I leaned back from my computer and blinked several times while reading the update preview to Clip Studio Paint. The screen was telling me that the new software would ingest blobs of color and distribute the color to fit lineart as cleanly as any steady-handed colorist. I posted excitedly about it on Facebook:
Even in the demonstration art of the girl with the pink scarf, the coloring didn’t look perfect, but isn’t that what makes it look … human? I thought it looked marvelous and couldn’t wait to try this new feature.
From start to finish here is how I tested the Colorize feature and how I worked it into my typical pencil-to-ink-to-color process for making comics.
I started with this pencil art from Clip Studio Paint on the iPad Pro - it was fun to make this sketch of Sam from Tilted Sun. In the pencilling phase I feel the most free and am probably at my most genuine state as an artist.
Note - I like to put question marks around things that I haven’t really fixed yet in my art. This happens often around feet and guns. It’s my way of visually admitting that I have no idea what is going on in a certain part of the drawing. It saves time later when I’m working on 35 drawings and can’t remember how I felt about drawing 17 out of 35.
Throughout pencilling I kind of backed Sam up a bit so we could see more of him.
At some point in the process he also got a haircut. Since Tilted Sun moves through time quite a bit, Sam’s hair changes often, and sometimes I draw the character into a timeline and then change my mind.
The inks came out well and I was ready to drop them into Clip Studio Paint’s new Colorize feature.
Without giving Clip Studio Paint anything at all, not a smidge of color to go off of, here is how it decided to color the ink layer
I thought this was pretty good.
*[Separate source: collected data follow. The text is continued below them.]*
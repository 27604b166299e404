use crate::point::Point3;
use crate::Aabb;

/// Points paired with fixed-width feature vectors (e.g. RGB color).
///
/// Features are stored row-major: the feature of point `i` occupies
/// `features[i * nchannel..(i + 1) * nchannel]`.
#[derive(Debug, Clone, PartialEq)]
pub struct FeatureCloud {
    points: Vec<Point3>,
    features: Vec<f32>,
    nchannel: usize,
}

impl FeatureCloud {
    pub fn new(nchannel: usize) -> Self {
        Self {
            points: Vec::new(),
            features: Vec::new(),
            nchannel,
        }
    }

    pub fn with_capacity(nchannel: usize, capacity: usize) -> Self {
        Self {
            points: Vec::with_capacity(capacity),
            features: Vec::with_capacity(capacity * nchannel),
            nchannel,
        }
    }

    pub fn from_parts(points: Vec<Point3>, features: Vec<f32>, nchannel: usize) -> Self {
        assert_eq!(
            features.len(),
            points.len() * nchannel,
            "features must have num_points * nchannel values"
        );

        Self {
            points,
            features,
            nchannel,
        }
    }

    /// Build from an interleaved `[x, y, z, x, y, z, ...]` buffer.
    pub fn from_interleaved(xyz: &[f32], features: Vec<f32>, nchannel: usize) -> Self {
        assert_eq!(xyz.len() % 3, 0, "interleaved xyz input must be a multiple of 3");
        let points = xyz.chunks_exact(3).map(|c| [c[0], c[1], c[2]]).collect();
        Self::from_parts(points, features, nchannel)
    }

    pub fn push(&mut self, point: Point3, feature: &[f32]) {
        assert_eq!(
            feature.len(),
            self.nchannel,
            "feature width must equal nchannel"
        );
        self.points.push(point);
        self.features.extend_from_slice(feature);
    }

    pub fn len(&self) -> usize {
        self.points.len()
    }

    pub fn is_empty(&self) -> bool {
        self.points.is_empty()
    }

    pub fn nchannel(&self) -> usize {
        self.nchannel
    }

    pub fn point(&self, i: usize) -> Point3 {
        self.points[i]
    }

    pub fn feature(&self, i: usize) -> &[f32] {
        let start = i * self.nchannel;
        &self.features[start..start + self.nchannel]
    }

    pub fn points(&self) -> &[Point3] {
        &self.points
    }

    pub fn features(&self) -> &[f32] {
        &self.features
    }

    pub fn iter_points(&self) -> impl Iterator<Item = Point3> + '_ {
        self.points.iter().copied()
    }

    /// Subset in the given order; indices may repeat.
    pub fn select(&self, indices: &[usize]) -> Self {
        let mut out = Self::with_capacity(self.nchannel, indices.len());
        for &idx in indices {
            assert!(idx < self.len(), "index out of bounds in select");
            out.push(self.points[idx], self.feature(idx));
        }
        out
    }

    pub fn aabb(&self) -> Aabb {
        Aabb::from_points(&self.points)
    }
}

#[cfg(test)]
mod tests {
    use super::FeatureCloud;
    use proptest::prelude::*;

    #[test]
    fn new_is_empty() {
        let cloud = FeatureCloud::new(3);
        assert!(cloud.is_empty());
        assert_eq!(cloud.len(), 0);
        assert_eq!(cloud.nchannel(), 3);
    }

    #[test]
    fn push_appends_point_and_feature() {
        let mut cloud = FeatureCloud::new(3);
        cloud.push([1.0, 2.0, 3.0], &[1.0, 0.0, 0.0]);
        cloud.push([4.0, 5.0, 6.0], &[0.0, 1.0, 0.0]);
        assert_eq!(cloud.len(), 2);
        assert_eq!(cloud.point(1), [4.0, 5.0, 6.0]);
        assert_eq!(cloud.feature(1), &[0.0, 1.0, 0.0]);
        assert_eq!(cloud.features().len(), 6);
    }

    #[test]
    #[should_panic(expected = "feature width must equal nchannel")]
    fn push_rejects_wrong_width() {
        let mut cloud = FeatureCloud::new(3);
        cloud.push([0.0; 3], &[1.0]);
    }

    #[test]
    fn from_interleaved_deinterleaves() {
        let cloud = FeatureCloud::from_interleaved(
            &[1.0, 10.0, 100.0, 2.0, 20.0, 200.0],
            vec![0.5, 0.25],
            1,
        );
        assert_eq!(cloud.points(), &[[1.0, 10.0, 100.0], [2.0, 20.0, 200.0]]);
        assert_eq!(cloud.feature(0), &[0.5]);
        assert_eq!(cloud.feature(1), &[0.25]);
    }

    #[test]
    #[should_panic(expected = "features must have num_points * nchannel values")]
    fn from_parts_rejects_mismatched_features() {
        FeatureCloud::from_parts(vec![[0.0; 3]; 2], vec![0.0; 5], 3);
    }

    #[test]
    fn zero_channel_cloud_has_empty_features() {
        let cloud = FeatureCloud::from_parts(vec![[0.0; 3]; 4], Vec::new(), 0);
        assert_eq!(cloud.len(), 4);
        assert!(cloud.feature(3).is_empty());
    }

    #[test]
    fn select_keeps_features_aligned() {
        let cloud = FeatureCloud::from_parts(
            vec![[0.0; 3], [1.0; 3], [2.0; 3]],
            vec![0.0, 0.1, 1.0, 1.1, 2.0, 2.1],
            2,
        );
        let selected = cloud.select(&[2, 0]);
        assert_eq!(selected.points(), &[[2.0; 3], [0.0; 3]]);
        assert_eq!(selected.features(), &[2.0, 2.1, 0.0, 0.1]);
    }

    #[test]
    fn aabb_covers_all_points() {
        let cloud = FeatureCloud::from_parts(
            vec![[0.0, 1.0, 2.0], [-1.0, 3.0, 0.5]],
            Vec::new(),
            0,
        );
        let aabb = cloud.aabb();
        assert_eq!(aabb.min, [-1.0, 1.0, 0.5]);
        assert_eq!(aabb.max, [0.0, 3.0, 2.0]);
    }

    proptest! {
        #[test]
        fn select_identity_preserves_cloud(
            pts in prop::collection::vec((-100.0f32..100.0f32, -100.0f32..100.0f32, -100.0f32..100.0f32), 0..200),
        ) {
            let points: Vec<[f32; 3]> = pts.iter().map(|p| [p.0, p.1, p.2]).collect();
            let features: Vec<f32> = pts.iter().map(|p| p.0).collect();
            let cloud = FeatureCloud::from_parts(points, features, 1);
            let all: Vec<usize> = (0..cloud.len()).collect();
            prop_assert_eq!(cloud.select(&all), cloud);
        }
    }
}
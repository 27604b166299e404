use std::iter;

use voxmap_core::{MappingError, Result, Rgba};
use voxmap_primitives::{Geometry, GeometryFactory, TriMesh, MAX_VERTICES};

use crate::mapping::VoxelMapping;

pub const ORIGIN_MARKER_RADIUS: f32 = 0.01;
pub const ORIGIN_MARKER_SUBDIVISIONS: u32 = 3;

/// Corners of one voxel box.
const BOX_CORNERS: usize = 8;

/// Refuses cell counts whose boxes could not be indexed by a [`TriMesh`].
fn check_box_budget(cells: usize) -> Result<()> {
    if cells > MAX_VERTICES / BOX_CORNERS {
        return Err(MappingError::Geometry {
            message: format!(
                "{} occupied voxels exceed the {} boxes a u32-indexed mesh can hold",
                cells,
                MAX_VERTICES / BOX_CORNERS
            ),
        });
    }
    Ok(())
}

/// What [`VoxelMapping::as_bbox`] draws around the grid volume.
#[derive(Debug, Clone, Copy, PartialEq)]
pub struct BoundsStyle {
    /// Wireframe of the grid volume.
    pub draw_edges: bool,
    /// Solid box over the grid volume, filled with this color.
    pub face_color: Option<Rgba>,
    /// Color of the sphere marking `origin`. The marker is always drawn.
    pub origin_color: Rgba,
}

impl Default for BoundsStyle {
    fn default() -> Self {
        Self {
            draw_edges: true,
            face_color: None,
            origin_color: Rgba::RED,
        }
    }
}

impl VoxelMapping {
    /// One box per occupied voxel, every face colored by the voxel's feature.
    ///
    /// Boxes are emitted in lexicographic `(i, j, k)` order. An empty grid
    /// yields an empty mesh.
    pub fn as_boxes<F>(&self, factory: &F) -> Result<TriMesh>
    where
        F: GeometryFactory + ?Sized,
    {
        let cells = self.grid.occupied_indices();
        if cells.is_empty() {
            return Ok(TriMesh::empty());
        }
        check_box_budget(cells.len())?;

        let mut mesh = factory.voxel_boxes(&cells, self.pitch(), self.origin());
        let faces = mesh.face_count();
        if faces % cells.len() != 0 {
            return Err(MappingError::Geometry {
                message: format!(
                    "{} faces cannot be split evenly across {} voxels",
                    faces,
                    cells.len()
                ),
            });
        }

        let per_cell = faces / cells.len();
        let colors = cells
            .iter()
            .flat_map(|&cell| {
                iter::repeat(Rgba::from_feature(self.grid.feature(cell))).take(per_cell)
            })
            .collect();
        mesh.set_face_colors(colors);
        Ok(mesh)
    }

    /// Helper geometry for the grid volume, independent of occupancy.
    ///
    /// In order: the wireframe (if `draw_edges`), the solid box (if
    /// `face_color` is set), then the origin marker.
    pub fn as_bbox<F>(&self, factory: &F, style: BoundsStyle) -> Vec<Geometry>
    where
        F: GeometryFactory + ?Sized,
    {
        let extent = self.bounding_extent();
        let center = self.center();
        let mut geometries: Vec<Geometry> = Vec::with_capacity(3);

        if style.draw_edges {
            geometries.push(factory.wired_box(extent, center).into());
        }

        if let Some(color) = style.face_color {
            let mut solid = factory.solid_box(extent, center);
            solid.set_uniform_color(color);
            geometries.push(solid.into());
        }

        let mut marker = factory.icosphere(ORIGIN_MARKER_RADIUS, ORIGIN_MARKER_SUBDIVISIONS);
        marker.apply_translation(self.origin());
        marker.set_uniform_color(style.origin_color);
        geometries.push(marker.into());

        geometries
    }
}
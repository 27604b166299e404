use voxmap_core::point::{self, Point3};
use voxmap_core::Rgba;

/// Line segments sharing one color, e.g. a wireframe box.
#[derive(Debug, Clone, PartialEq, Default)]
pub struct LineSet {
    pub vertices: Vec<Point3>,
    pub segments: Vec<[u32; 2]>,
    pub color: Rgba,
}

impl LineSet {
    pub fn new(vertices: Vec<Point3>, segments: Vec<[u32; 2]>) -> Self {
        let n = vertices.len() as u32;
        assert!(
            segments.iter().flatten().all(|&v| v < n),
            "segment references a vertex out of range"
        );
        Self {
            vertices,
            segments,
            color: Rgba::default(),
        }
    }

    pub fn segment_count(&self) -> usize {
        self.segments.len()
    }

    pub fn apply_translation(&mut self, offset: Point3) {
        for v in &mut self.vertices {
            *v = point::add(*v, offset);
        }
    }

    pub fn total_length(&self) -> f32 {
        self.segments
            .iter()
            .map(|s| {
                point::length(point::sub(
                    self.vertices[s[1] as usize],
                    self.vertices[s[0] as usize],
                ))
            })
            .sum()
    }
}
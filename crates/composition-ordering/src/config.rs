//! Configuration for the Composition Ordering service

use serde::{Deserialize, Serialize};
use std::env;

/// Ordering configuration
#[derive(Clone, Debug, PartialEq, Eq, Serialize, Deserialize)]
#[serde(default)]
pub struct OrderingConfig {
    /// Maximum units accepted per ordering call (anti-DoS, analyzer cost is quadratic)
    pub max_units: usize,
    /// Re-check every produced order against the relation graph
    pub verify_result: bool,
}

impl Default for OrderingConfig {
    fn default() -> Self {
        Self {
            max_units: 1024,
            verify_result: true,
        }
    }
}

impl OrderingConfig {
    /// Create configuration from environment variables.
    ///
    /// # Environment Variables
    ///
    /// - `CO_MAX_UNITS`: Maximum units per call (default: 1024)
    /// - `CO_VERIFY_RESULT`: Verify produced orders (default: true)
    ///
    /// Missing or unparsable values fall back to the defaults.
    pub fn from_env() -> Self {
        Self::from_lookup(|key| env::var(key).ok())
    }

    /// Same as [`OrderingConfig::from_env`] with a custom variable source.
    pub fn from_lookup(lookup: impl Fn(&str) -> Option<String>) -> Self {
        let defaults = Self::default();

        Self {
            max_units: lookup("CO_MAX_UNITS")
                .and_then(|value| value.trim().parse().ok())
                .unwrap_or(defaults.max_units),

            verify_result: lookup("CO_VERIFY_RESULT")
                .and_then(|value| parse_flag(&value))
                .unwrap_or(defaults.verify_result),
        }
    }
}

fn parse_flag(value: &str) -> Option<bool> {
    match value.trim().to_ascii_lowercase().as_str() {
        "1" | "true" | "yes" | "on" => Some(true),
        "0" | "false" | "no" | "off" => Some(false),
        _ => None,
    }
}
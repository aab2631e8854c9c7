//! Ordering Engine
//!
//! Free functions over the algorithms for callers that don't need the
//! service layer: no limits, no verification, no logging beyond the
//! algorithms' own debug events.

use crate::algorithms::{build_relation_graph, stable_topological_order};
use crate::domain::entities::CycleReport;
use crate::domain::errors::SortError;
use crate::domain::value_objects::UnitIndex;
use crate::ports::outbound::DependencyAnalyzer;

/// Order `units` so every analyzer constraint holds.
///
/// Among units free to go next, the one that came first in `units` goes
/// first. Duplicates are independent units. An empty input returns
/// immediately without querying the analyzer.
///
/// # Errors
///
/// - [`SortError::CycleDetected`] with a shortest offending cycle, its units
///   moved out of the input
/// - [`SortError::AnalyzerFault`] with the analyzer's first error
pub fn sort<T, A>(units: Vec<T>, analyzer: &A) -> Result<Vec<T>, SortError<T, A::Error>>
where
    A: DependencyAnalyzer<T> + ?Sized,
{
    match order_indices(&units, analyzer) {
        Ok(order) => Ok(permute(units, &order)),
        Err(SortError::CycleDetected(cycle)) => {
            Err(SortError::CycleDetected(extract_cycle(units, cycle)))
        }
        Err(SortError::AnalyzerFault(fault)) => Err(SortError::AnalyzerFault(fault)),
    }
}

/// Like [`sort`] but returns original positions and leaves the input alone.
pub fn order_indices<T, A>(
    units: &[T],
    analyzer: &A,
) -> Result<Vec<UnitIndex>, SortError<UnitIndex, A::Error>>
where
    A: DependencyAnalyzer<T> + ?Sized,
{
    let graph = build_relation_graph(units, analyzer).map_err(SortError::AnalyzerFault)?;
    stable_topological_order(&graph).map_err(SortError::CycleDetected)
}

/// Rearrange `units` into `order`. `order` must be a permutation of the
/// input positions.
pub(crate) fn permute<T>(units: Vec<T>, order: &[UnitIndex]) -> Vec<T> {
    let mut slots: Vec<Option<T>> = units.into_iter().map(Some).collect();
    order
        .iter()
        .filter_map(|&position| slots.get_mut(position).and_then(Option::take))
        .collect()
}

/// Move the units named by a positional cycle out of the input.
pub(crate) fn extract_cycle<T>(units: Vec<T>, cycle: CycleReport<UnitIndex>) -> CycleReport<T> {
    let positions = cycle.positions().to_vec();
    let members = permute(units, &positions);
    CycleReport::new(members, positions)
}
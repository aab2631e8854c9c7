//! Relation Graph Builder
//!
//! Turns pairwise analyzer verdicts into a deduplicated edge set.

use crate::domain::entities::RelationGraph;
use crate::ports::outbound::DependencyAnalyzer;
use tracing::debug;

/// Build the relation graph for `units` by querying `analyzer`.
///
/// Every unordered pair `{i, j}` with `i < j` is asked once as
/// `relation(units[i], units[j])`. When that answer is a constraint, the
/// swapped pair is asked once too and its edge added as well: a consistent
/// analyzer yields the same edge again, contradicting declarations yield
/// a 2-cycle. No ordered pair is asked twice and a unit is never paired
/// with itself.
///
/// The first analyzer error aborts the build.
pub fn build_relation_graph<T, A>(units: &[T], analyzer: &A) -> Result<RelationGraph, A::Error>
where
    A: DependencyAnalyzer<T> + ?Sized,
{
    let mut graph = RelationGraph::new(units.len());
    let mut calls = 0usize;

    for i in 0..units.len() {
        for j in (i + 1)..units.len() {
            calls += 1;
            let forward = analyzer.relation(&units[i], &units[j])?;
            let Some(edge) = forward.edge_between(i, j) else {
                continue;
            };
            graph.add_edge(edge);

            calls += 1;
            let backward = analyzer.relation(&units[j], &units[i])?;
            if let Some(confirmed) = backward.edge_between(j, i) {
                if confirmed != edge {
                    debug!(
                        first = i,
                        second = j,
                        "Analyzer contradicts itself, both units claim to come first"
                    );
                }
                graph.add_edge(confirmed);
            }
        }
    }

    graph.analyzer_calls = calls;

    debug!(
        node_count = graph.node_count(),
        edge_count = graph.edge_count(),
        analyzer_calls = calls,
        "Built relation graph"
    );

    Ok(graph)
}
Here the engine is sort of saying “All right boss, I think this is a body of some kind, I’ll make it tan with some varied flesh tones.” Technically it didn’t want Sam to be wearing a shirt, or it believed he was not wearing a shirt and colored him as such, which is pretty funny, or amazing, or both.
In the next try, I gave Clip Studio Paint a few more hints. I added blobs of red, skintone, bluejeans, all as if I was back in 8th grade drawing in MS Paint.
To run the Colorize feature, here is what to do:
Set the ink/lineart layer as your reference layer by choosing Layer: Layer Settings: Set Reference layer.
Make a new layer. Put sloppy Microsoft paint color blobs in this layer.
With the blob layer highlighted, click on Edit.
Choose Colorize and ‘Use Hint Image and Colorize’
Clip Studio Paint takes the blobs and runs with them like a champ. After a 10 seconds of processing and taking away the pencils, here is how Sam looked:
I could see what the AI was trying to do for the most part. Sam’s ring finger on the gun is super dark because that is where the most color was in the source layer. Probably the most intelligent, mysterious thing is that Colorize somehow knew that the area under Sam’s hair on his right side should be shaded. There’s nothing in the source layer that tells the software to do this. The software just sort of … figured it out. It put a lot of light on the left side of his body and darkened the rest.
There are still parts of the final AI colored version that bug me a bit, like his pants are too flat, dear lord, but for the most part, Sam is looking pretty good! I still have to go draw the roses in his left hand. AI can’t do everything, haha.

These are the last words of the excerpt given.